Edme Mentelle (11 October 1730 – 29 December 1815) was a French geographer and educator. He taught at the École Militaire and the École Normale and was elected to the Institut National des Sciences et des Arts in 1795 (later the Institut de France). Mentelle's textbooks and atlases were widely used in the late eighteenth century, with his career spanning the monarchy, the French Revolution and the Napoleonic Empire.

== Early life ==
Mentelle was born in Paris on 11 October 1730, into a bourgeois family. Little is known of Mentelle's early life. Unlike his younger brother, François-Simon Mentelle, who studied in Paris under Philippe Buache and later worked with César-François Cassini de Thury, Edme received a more modest education in Beauvais under the historian and writer Jean-Baptiste Louis Crévier. Mentelle initially pursued a career in commerce, which proved unsuccessful, before obtaining employment as a minor government functionary in Paris.

His first publication, La mort de Polieucte (1751), was a poetic reworking of a classical subject. He subsequently published short poems, including contributions to the Mercure de France. In the late 1750s he turned to satire and drama. In 1757 he published a pseudonymous satirical letter criticising the French periodical press. The following year his play L'amour libérateur (1758) was performed in Bordeaux. He also published the satirical work Le porte-feuille du R. F. Gillet, which reflected his anticlerical views and commented on controversies surrounding the publication of the Encyclopédie.
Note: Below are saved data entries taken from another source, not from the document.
//! services/storefront/src/telemetry.rs
//!
//! Logging setup for hosts embedding the storefront.

use tracing_subscriber::{layer::SubscriberExt, util::SubscriberInitExt};

use crate::config::Config;
use crate::error::StorefrontError;

/// Installs a global `tracing` subscriber filtered at the configured level.
///
/// Fails if the host already installed one.
pub fn init_tracing(config: &Config) -> Result<(), StorefrontError> {
    tracing_subscriber::registry()
        .with(tracing_subscriber::EnvFilter::new(config.log_level.to_string()))
        .with(tracing_subscriber::fmt::layer())
        .try_init()
        .map_err(|e| StorefrontError::Internal(format!("failed to install tracing subscriber: {e}")))
}
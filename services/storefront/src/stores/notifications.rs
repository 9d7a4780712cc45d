//! services/storefront/src/stores/notifications.rs
//!
//! The notification channel: short-lived user-facing messages raised by the
//! stores. Entries expire after a fixed TTL; hosts either poll `active()` or
//! listen on the broadcast channel.

use std::sync::{Mutex, PoisonError};
use std::time::Duration;

use chrono::{DateTime, Utc};
use storefront_core::domain::{Notice, NoticeVariant};
use storefront_core::ports::NotificationSink;
use tokio::sync::broadcast;
use tokio::time::Instant;
use tracing::debug;
use uuid::Uuid;

const CHANNEL_CAPACITY: usize = 32;

/// A notice stamped by the center.
#[derive(Debug, Clone, PartialEq, Eq)]
pub struct Notification {
    pub id: Uuid,
    pub title: String,
    pub description: Option<String>,
    pub variant: NoticeVariant,
    pub created_at: DateTime<Utc>,
}

struct Entry {
    notification: Notification,
    expires_at: Instant,
}

pub struct NotificationCenter {
    ttl: Duration,
    entries: Mutex<Vec<Entry>>,
    sender: broadcast::Sender<Notification>,
}

impl std::fmt::Debug for NotificationCenter {
    fn fmt(&self, f: &mut std::fmt::Formatter<'_>) -> std::fmt::Result {
        f.debug_struct("NotificationCenter")
            .field("ttl", &self.ttl)
            .finish_non_exhaustive()
    }
}

impl NotificationCenter {
    pub fn new(ttl: Duration) -> Self {
        let (sender, _) = broadcast::channel(CHANNEL_CAPACITY);
        Self {
            ttl,
            entries: Mutex::new(Vec::new()),
            sender,
        }
    }

    /// Stamps and records a notice, returning the stored notification.
    /// Expired entries are dropped here too, so hosts that only subscribe
    /// never accumulate them.
    pub fn push(&self, notice: Notice) -> Notification {
        let notification = Notification {
            id: Uuid::new_v4(),
            title: notice.title,
            description: notice.description,
            variant: notice.variant,
            created_at: Utc::now(),
        };
        debug!("Notification '{}' ({})", notification.title, notification.id);

        let now = Instant::now();
        let mut entries = self.entries.lock().unwrap_or_else(PoisonError::into_inner);
        entries.retain(|entry| entry.expires_at > now);
        entries.push(Entry {
            notification: notification.clone(),
            expires_at: now + self.ttl,
        });
        drop(entries);

        // No subscribers is fine; polling hosts still see it via `active()`.
        let _ = self.sender.send(notification.clone());
        notification
    }

    /// Notifications that have not expired or been dismissed, oldest first.
    pub fn active(&self) -> Vec<Notification> {
        let now = Instant::now();
        let mut entries = self.entries.lock().unwrap_or_else(PoisonError::into_inner);
        entries.retain(|entry| entry.expires_at > now);
        entries
            .iter()
            .map(|entry| entry.notification.clone())
            .collect()
    }

    pub fn dismiss(&self, id: Uuid) -> bool {
        let mut entries = self.entries.lock().unwrap_or_else(PoisonError::into_inner);
        let before = entries.len();
        entries.retain(|entry| entry.notification.id != id);
        entries.len() != before
    }

    pub fn subscribe(&self) -> broadcast::Receiver<Notification> {
        self.sender.subscribe()
    }
}

impl NotificationSink for NotificationCenter {
    fn notify(&self, notice: Notice) {
        self.push(notice);
    }
}
//! crates/storefront_core/src/ports.rs
//!
//! Defines the service contracts (traits) the storefront depends on.
//! These traits form the boundary of the hexagonal architecture, keeping the
//! stores independent of the concrete HTTP client and storage backend.

use async_trait::async_trait;

use crate::domain::{
    CartItemRef, LoginCredentials, Notice, Product, ProductPage, RemoteCart, User,
};

//=========================================================================================
// Generic Port Error and Result Types
//=========================================================================================

/// A generic error type for all port operations.
/// This abstracts away the specific errors from external services (network, disk).
#[derive(Debug, thiserror::Error)]
pub enum PortError {
    #[error("Item not found: {0}")]
    NotFound(String),
    #[error("Unauthorized")]
    Unauthorized,
    #[error("Request failed: {0}")]
    Network(String),
    #[error("Invalid data: {0}")]
    InvalidData(String),
    #[error("Storage error: {0}")]
    Storage(String),
    #[error("An unexpected error occurred: {0}")]
    Unexpected(String),
}

/// A convenience type alias for `Result<T, PortError>`.
pub type PortResult<T> = Result<T, PortError>;

//=========================================================================================
// Service Ports (Traits)
//=========================================================================================

#[async_trait]
pub trait CatalogService: Send + Sync {
    async fn list_products(&self, skip: u64, limit: u64) -> PortResult<ProductPage>;

    async fn search_products(&self, query: &str, skip: u64, limit: u64)
        -> PortResult<ProductPage>;

    async fn get_product(&self, id: u64) -> PortResult<Product>;
}

#[async_trait]
pub trait AuthService: Send + Sync {
    /// Exchanges credentials for a user and its bearer token.
    async fn login(&self, credentials: &LoginCredentials) -> PortResult<(User, String)>;

    /// Resolves the user a bearer token belongs to.
    async fn current_user(&self, token: &str) -> PortResult<User>;
}

#[async_trait]
pub trait RemoteCartService: Send + Sync {
    /// Returns the user's first remote cart, or `RemoteCart::empty` if none exists.
    async fn user_cart(&self, user_id: u64, token: &str) -> PortResult<RemoteCart>;

    async fn add_to_cart(
        &self,
        user_id: u64,
        items: &[CartItemRef],
        token: &str,
    ) -> PortResult<RemoteCart>;
}

/// String blobs persisted between runs, keyed by name.
#[async_trait]
pub trait KeyValueStore: Send + Sync {
    async fn get(&self, key: &str) -> PortResult<Option<String>>;

    async fn set(&self, key: &str, value: &str) -> PortResult<()>;

    /// Removing a missing key is not an error.
    async fn remove(&self, key: &str) -> PortResult<()>;
}

/// Receives user-facing messages from the stores.
pub trait NotificationSink: Send + Sync {
    fn notify(&self, notice: Notice);
}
==Career before the French Revolution==
Mentelle's first geographical publication, Élémens de géographie (1758), was a school textbook surveying the continents and had a section devoted to France. Its publication coincided with growing debates over educational reform in eighteenth-century France. In 1760 Mentelle was appointed to teach geography and history at the École Militaire in Paris, where he combined the two subjects in his teaching. This approach informed his Manuel géographique, chronologique et historique, which was accompanied by numerous maps. He married Léone in 1766, whose father also taught at the École Militaire. They had at least one son, Waldemar. Léone died in 1805.
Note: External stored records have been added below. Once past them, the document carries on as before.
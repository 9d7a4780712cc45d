//! services/storefront/src/lib.rs
//!
//! Storefront client: catalog browsing, a persistent cart and user sessions
//! over a DummyJSON-style HTTP service.

pub mod adapters;
pub mod config;
pub mod error;
pub mod storefront;
pub mod stores;
pub mod telemetry;

pub use config::Config;
pub use error::StorefrontError;
pub use storefront::{Services, Storefront};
From the 1760s onward, Mentelle produced numerous geography and history textbooks, many of which went through multiple editions. Among his most successful pre-revolutionary works were Élémens de l'histoire romaine (1766; reissued 1773–74) and Cosmographie élémentaire (1781; reissued 1782, 1795, 1798–99). He later contributed the three-volume Géographie ancienne (1787–1793) to Charles-Joseph Panckoucke's Encyclopédie méthodique, as well as the three volumes of the Dictionnaire de géographie moderne (1784–1789). He also collaborated with Pierre-Gilles Chanlaire on the Atlas universel de géographie physique et politique, a large-scale cartographic work published in the late 1790s and containing 170 maps.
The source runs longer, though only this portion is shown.